Author - Advocate Divyam Agarwal
The Indian Partnership Act, 1932 defines partnership as “the relation between persons who have agreed to share the profit of the business carried on by all or any one of them acting for all.”
The inherent disadvantage of the sole proprietorship in financing and managing an expanding business paved the way for partnership as a viable option. Partnership serves as an answer to the needs of greater capital investment, varied skills and sharing of risks. The persons who own the partnership business are individually called ‘partners’ and collectively they are called ‘firm’ or ‘partnership firm’. The name under which partnership business is carried on is called ‘Firm Name’. In a way, the firm is nothing but an abbreviation for partners.
The proprietorship form of ownership suffers from certain limitations such as limited resources, limited skill and unlimited liability. Expansion in business requires more capital and managerial skills and also involves more risk. A proprietor finds him unable to fulfill these requirements. This calls for more people to come together, with different edges and start a business. For example, a person may lack managerial skills but may have capital. Another person may be a good manager but may not have capital. When these persons come together, pool their capital and skills and organize a business, it is called partnership. Partnership grows essentially because of the limitations or disadvantages of proprietorship.
A business is a combination of a lot of functions like planning, production, finance, marketing, HR etc. The success of a business depends a great deal on how efficiently these functions are performed. It is very rare, almost impossible for a single human being to manage and excel in all the functions at the same time, which in turn, hampers the success as well as the growth of a business. This is the primary reason why partnerships are important.

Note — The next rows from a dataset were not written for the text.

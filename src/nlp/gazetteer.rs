//! Phrase-list entity recognizer.
//!
//! Entries are matched as whole token sequences, case-insensitively, with the
//! longest entry winning at each position. Matching is exact; there is no
//! fuzzy or stemmed matching of entity names.

use crate::catalog::Table;

use super::tokenizer::tokenize;
use super::{Analysis, EntityLabel, EntitySpan, TextAnalyzer};

/// Names recognized as organizations rather than products.
pub const DEFAULT_ORGANIZATIONS: &[&str] = &[
    "aws",
    "amazon",
    "amazon web services",
    "azure",
    "microsoft",
    "microsoft azure",
    "google",
    "gcp",
    "google cloud",
];

/// A phrase the recognizer knows about.
#[derive(Debug, Clone, PartialEq, Eq)]
pub struct GazetteerEntry {
    /// Lowercased token texts of the phrase.
    tokens: Vec<String>,
    pub label: EntityLabel,
}

impl GazetteerEntry {
    pub fn new(phrase: &str, label: EntityLabel) -> Self {
        Self {
            tokens: tokenize(&phrase.to_lowercase())
                .into_iter()
                .map(|t| t.text)
                .collect(),
            label,
        }
    }

    pub fn len(&self) -> usize {
        self.tokens.len()
    }

    pub fn is_empty(&self) -> bool {
        self.tokens.is_empty()
    }
}

/// Default [`TextAnalyzer`]: regex tokens, singular lemmas, gazetteer NER.
#[derive(Debug, Clone, Default)]
pub struct GazetteerAnalyzer {
    entries: Vec<GazetteerEntry>,
}

impl GazetteerAnalyzer {
    pub fn new(entries: Vec<GazetteerEntry>) -> Self {
        let mut entries: Vec<_> = entries.into_iter().filter(|e| !e.is_empty()).collect();
        // Longest phrases first so that "azure functions" beats "azure".
        entries.sort_by(|a, b| b.len().cmp(&a.len()).then_with(|| a.tokens.cmp(&b.tokens)));
        entries.dedup_by(|a, b| a.tokens == b.tokens);
        Self { entries }
    }

    /// Build the phrase list from every TEXT column's examples.
    ///
    /// Examples that name a known organization are labeled ORG, the rest PRODUCT.
    pub fn from_table(table: &Table, organizations: &[&str]) -> Self {
        let entries = table
            .text_columns()
            .flat_map(|column| column.examples.iter())
            .map(|example| {
                let lowered = example.to_lowercase();
                let label = if organizations.contains(&lowered.as_str()) {
                    EntityLabel::Org
                } else {
                    EntityLabel::Product
                };
                GazetteerEntry::new(example, label)
            })
            .collect();
        Self::new(entries)
    }

    pub fn entries(&self) -> &[GazetteerEntry] {
        &self.entries
    }
}

impl TextAnalyzer for GazetteerAnalyzer {
    fn analyze(&self, text: &str) -> Analysis {
        let tokens = tokenize(text);
        let lowered: Vec<String> = tokens.iter().map(|t| t.text.to_lowercase()).collect();
        let mut entities = Vec::new();

        let mut i = 0;
        while i < tokens.len() {
            let hit = self.entries.iter().find(|entry| {
                let end = i + entry.len();
                end <= lowered.len() && lowered[i..end] == entry.tokens[..]
            });

            match hit {
                Some(entry) => {
                    let end = i + entry.len();
                    entities.push(EntitySpan {
                        text: text[tokens[i].start..tokens[end - 1].end].to_string(),
                        label: entry.label,
                        start_token: i,
                        end_token: end,
                    });
                    i = end;
                }
                None => i += 1,
            }
        }

        Analysis { tokens, entities }
    }
}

One partner might see the opportunity to create a new product. Another partner might know a better way to distribute it. A third partner might provide the logistics expertise or industry connections to get the business producing revenues in half the time. Businesses started by teams tend to have more unique product offerings and the ability to execute faster.
Many companies started by individuals plod along. They neither grow as such, nor do they quite fail. However, partners will be less likely to entertain business limbo. When more people come together, they will be quicker to try to fix things and the encouragement and resources needed to start something new or expand the business further will be readily available.
Before any partners have invested significant time or money, it is important to have a partnership agreement (partnership deed) that sets out expectations and responsibilities. Each partner should have independent legal advice before signing. Decide who will do what, how these inputs will be measured, who has the right to make what decisions, how profits and losses will be shared, and what happens when partners disagree.
Also, it is optional for a partnership firm to get registered. In case a firm gets registered, it has much benefit:
(a) A partner of a registered firm can file a suit against the firm or other partners,
(b) The firm can file a suit against third parties, and
(c) The firm can file a case against the partners.
Importance of partnership in Business
The following characteristics exhibits need for partnership business establish the importance of partnership act 1932 and prove how it is better than other forms of business:-
Risk bearing: The partners bear the risks involved in running a business as a team. The reward comes in the form of profits which are shared by the partners in an agreed ratio. However, they also share losses in the same ratio in the event of the firm incurring losses.
Decision making and control: The partners share amongst themselves the responsibility of decision making and control of day to day activities. Decisions are generally taken with mutual consent. Thus, the activities of a partnership firm are managed through the joint efforts of all the partners.
Continuity: Partnership is characterized by lack of continuity of business since the death, retirement, insolvency or insanity of any partner can bring an end to the business. However, the remaining partners may if they so desire continue the business on the basis of a new agreement.
Mutual agency: The business is carried on by all the partners or any (one or more) of them acting on behalf of the others. Thus, every partner is both an agent as well as a principal for himself and the other partners, i.e. he can bind by his acts the other persons and can be bound by the acts of the other partners. The importance of this element of mutual agency lies in the fact that it enables every partner to carry on the business on behalf of others.